No Shortage of STEMs

February 8th, 2013 at 6:35 pm

A few posts back, on immigration economics, I wrote this:

Watch for members of Congress to try to expand guest worker programs throughout this round of reform, particularly in STEM and computer related guest visas, like H-1B’s. There is simply no credible economic argument I’ve seen based on wage or employment trends that would support the notion that there’s a near-term shortage in these fields. The wage trends in particular simply do not reflect excess demand relative to available supply.

Today, we see EPI’s Ross Eisenbrey with an op-ed in the NYT on this:

WHILE genuine immigration reform has the potential to fix a seriously broken system, four senators have introduced a bill to solve a problem we don’t have: the supply of high-tech workers.

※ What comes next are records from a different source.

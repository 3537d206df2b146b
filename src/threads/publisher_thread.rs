//! Publisher Thread - streams filter state to visualization clients.
//!
//! Periodically snapshots shared state and publishes the pose estimate,
//! the particle population, the last accepted scan and diagnostics. The
//! population is
//! republished even when no update cycle ran, so clients always see the
//! current belief alongside the previous estimate.

use std::sync::atomic::{AtomicBool, Ordering};
use std::sync::Arc;
use std::thread::{self, JoinHandle};
use std::time::Duration;

use crate::core::types::now_us;
use crate::io::{StreamMessage, StreamPublisher};
use crate::state::SharedStateHandle;

/// Configuration for the publisher thread.
#[derive(Debug, Clone)]
pub struct PublisherThreadConfig {
    /// Publish period (milliseconds).
    pub publish_period_ms: u64,
}

impl Default for PublisherThreadConfig {
    fn default() -> Self {
        Self {
            publish_period_ms: 100,
        }
    }
}

/// Publisher thread handle.
pub struct PublisherThread {
    handle: JoinHandle<()>,
}

impl PublisherThread {
    /// Spawn the publisher thread.
    pub fn spawn(
        config: PublisherThreadConfig,
        shared_state: SharedStateHandle,
        publisher: StreamPublisher,
        running: Arc<AtomicBool>,
    ) -> Self {
        let handle = thread::Builder::new()
            .name("publisher".into())
            .spawn(move || run_loop(config, shared_state, publisher, running))
            .expect("Failed to spawn publisher thread");

        Self { handle }
    }

    /// Wait for thread to finish.
    pub fn join(self) -> thread::Result<()> {
        self.handle.join()
    }
}

fn run_loop(
    config: PublisherThreadConfig,
    shared_state: SharedStateHandle,
    publisher: StreamPublisher,
    running: Arc<AtomicBool>,
) {
    log::info!("publisher thread started");

    let period = Duration::from_millis(config.publish_period_ms);

    while running.load(Ordering::Relaxed) {
        if publisher.client_count() > 0 {
            let (estimate, cloud, last_scan, stats) = match shared_state.read() {
                Ok(state) => (
                    state.estimate.clone(),
                    state.cloud.clone(),
                    state.last_scan.clone(),
                    state.stats,
                ),
                Err(_) => {
                    thread::sleep(period);
                    continue;
                }
            };

            let now = now_us();

            if let Some(ref est) = estimate {
                if let Err(e) = publisher.publish(&StreamMessage::pose_estimate(est)) {
                    log::warn!("failed to publish estimate: {}", e);
                }
            }
            if !cloud.is_empty() {
                if let Err(e) = publisher.publish(&StreamMessage::particle_cloud(&cloud, now)) {
                    log::warn!("failed to publish particle cloud: {}", e);
                }
            }
            if let Some(ref scan) = last_scan {
                if let Err(e) = publisher.publish(&StreamMessage::scan(scan)) {
                    log::warn!("failed to publish scan: {}", e);
                }
            }
            if let Err(e) = publisher.publish(&StreamMessage::status(&stats, now)) {
                log::warn!("failed to publish status: {}", e);
            }
        }

        thread::sleep(period);
    }

    log::info!("publisher thread stopped");
}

The bill’s authors, led by Senator Orrin G. Hatch, Republican of Utah, argue that America would benefit from letting more immigrants trained in science, technology, engineering and math work in the country, with the sponsorship of high-tech companies like Microsoft and I.B.M.

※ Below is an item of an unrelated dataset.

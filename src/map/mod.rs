//! Static map layer.

pub mod occupancy_field;

pub use occupancy_field::{MapError, OccupancyField};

But the opposite is the case: the bill would flood the job market with indentured foreign workers, people who could not switch employers to improve their wages or working conditions; damage the employment prospects of hundreds of thousands of skilled Americans; and narrow the educational pipeline that produces these skilled workers domestically.

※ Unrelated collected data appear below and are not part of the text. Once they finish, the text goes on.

//! 英雄图标解析
//!
//! 推荐条目自带的图标不是绝对 URL 时，根据英雄名推导出图标资源地址。
//! 推导规则对应外部图标资源的命名约定：
//!
//! 1. 去掉变音符号（NFD 分解后删除 U+0300..=U+036F）
//! 2. 删除撇号和句点
//! 3. 合并连续空白并去掉首尾空白
//! 4. 查例外表（`&` 连接的名字、尊称前缀、历史改名等）
//! 5. 未命中例外表时去掉全部空白，首字母大写

use phf::phf_map;
use unicode_normalization::UnicodeNormalization;

use crate::config::Config;

/// 显示名 → 资源键 的例外表，必须与资源站保持一致
static ICON_OVERRIDES: phf::Map<&'static str, &'static str> = phf_map! {
    "Wukong" => "MonkeyKing",
    "Renata Glasc" => "Renata",
    "Kha'Zix" => "Khazix",
    "Cho'Gath" => "Chogath",
    "Vel'Koz" => "Velkoz",
    "Kai'Sa" => "Kaisa",
    "LeBlanc" => "Leblanc",
    "Nunu & Willump" => "Nunu",
    "Dr. Mundo" => "DrMundo",
    "Miss Fortune" => "MissFortune",
    "Tahm Kench" => "TahmKench",
    "Twisted Fate" => "TwistedFate",
    "Jarvan IV" => "JarvanIV",
    "Xin Zhao" => "XinZhao",
    "Aurelion Sol" => "AurelionSol",
    "Kog'Maw" => "KogMaw",
    "Rek'Sai" => "RekSai",
    "Bel'Veth" => "Belveth",
    "K'Sante" => "KSante",
    "Lee Sin" => "LeeSin",
    "Master Yi" => "MasterYi",
    "Renécton" => "Renekton",
    "Dr Mundo" => "DrMundo",
    "ChoGath" => "Chogath",
};

/// 图标地址解析器
#[derive(Debug, Clone)]
pub struct IconResolver {
    cdn_base: String,
    cdn_version: String,
    default_icon: String,
}

impl IconResolver {
    pub fn new(config: &Config) -> Self {
        Self {
            cdn_base: config.icon_cdn_base.trim_end_matches('/').to_string(),
            cdn_version: config.icon_cdn_version.clone(),
            default_icon: config.default_icon.clone(),
        }
    }

    pub fn default_icon(&self) -> &str {
        &self.default_icon
    }

    /// 条目图标是绝对 URL 时直接使用，否则按英雄名推导
    pub fn resolve(&self, champion: &str, icon: &str) -> String {
        let icon = icon.trim();
        if is_absolute_url(icon) {
            return icon.to_string();
        }
        self.fallback_url(champion)
            .unwrap_or_else(|| self.default_icon.clone())
    }

    /// 按英雄名推导图标地址，名字为空时返回 None
    pub fn fallback_url(&self, champion: &str) -> Option<String> {
        asset_key(champion).map(|key| {
            format!(
                "{}/{}/img/champion/{}.png",
                self.cdn_base, self.cdn_version, key
            )
        })
    }
}

pub fn is_absolute_url(value: &str) -> bool {
    value.starts_with("http://") || value.starts_with("https://")
}

/// 由显示名推导资源键
///
/// 例外表依次用原名、去变音符号后的名字、完全规范化后的名字查找，
/// 这样表中带撇号或变音符号的条目也能命中
pub fn asset_key(champion: &str) -> Option<String> {
    let display = collapse_whitespace(champion);
    if display.is_empty() {
        return None;
    }

    let stripped = collapse_whitespace(&strip_diacritics(&display));
    let normalized = collapse_whitespace(&stripped.replace(['\'', '.'], ""));
    if normalized.is_empty() {
        return None;
    }

    let key = [display.as_str(), stripped.as_str(), normalized.as_str()]
        .iter()
        .find_map(|candidate| ICON_OVERRIDES.get(*candidate))
        .map(|key| key.to_string())
        .unwrap_or_else(|| normalized.split_whitespace().collect());

    Some(capitalize_first(&key))
}

fn strip_diacritics(value: &str) -> String {
    value
        .nfd()
        .filter(|c| !('\u{0300}'..='\u{036f}').contains(c))
        .collect()
}

fn collapse_whitespace(value: &str) -> String {
    value.split_whitespace().collect::<Vec<_>>().join(" ")
}

fn capitalize_first(value: &str) -> String {
    let mut chars = value.chars();
    match chars.next() {
        Some(first) => first.to_uppercase().chain(chars).collect(),
        None => String::new(),
    }
}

I’m still enough of a card-carrying economist that I think price (or wage) signals matter.  So if a supply-shortage should develop in an occupation that policymakers think is important for our future growth, the last thing you’d want to do is jam the signal by artificially inflating the supply flow with a guest worker program, especially one with all the flaws Ross underscores.  No, you’d want wages to rise in the sector to signal students that it’s a good place to target.

But that would mean rising wages for someone who draws a paycheck, and that’s heady stuff these days.

So absolutely, let’s comprehensively reform immigration and create a path to citizenship.  But let’s realize that there’s no reason for that to include lifting the H-1B caps.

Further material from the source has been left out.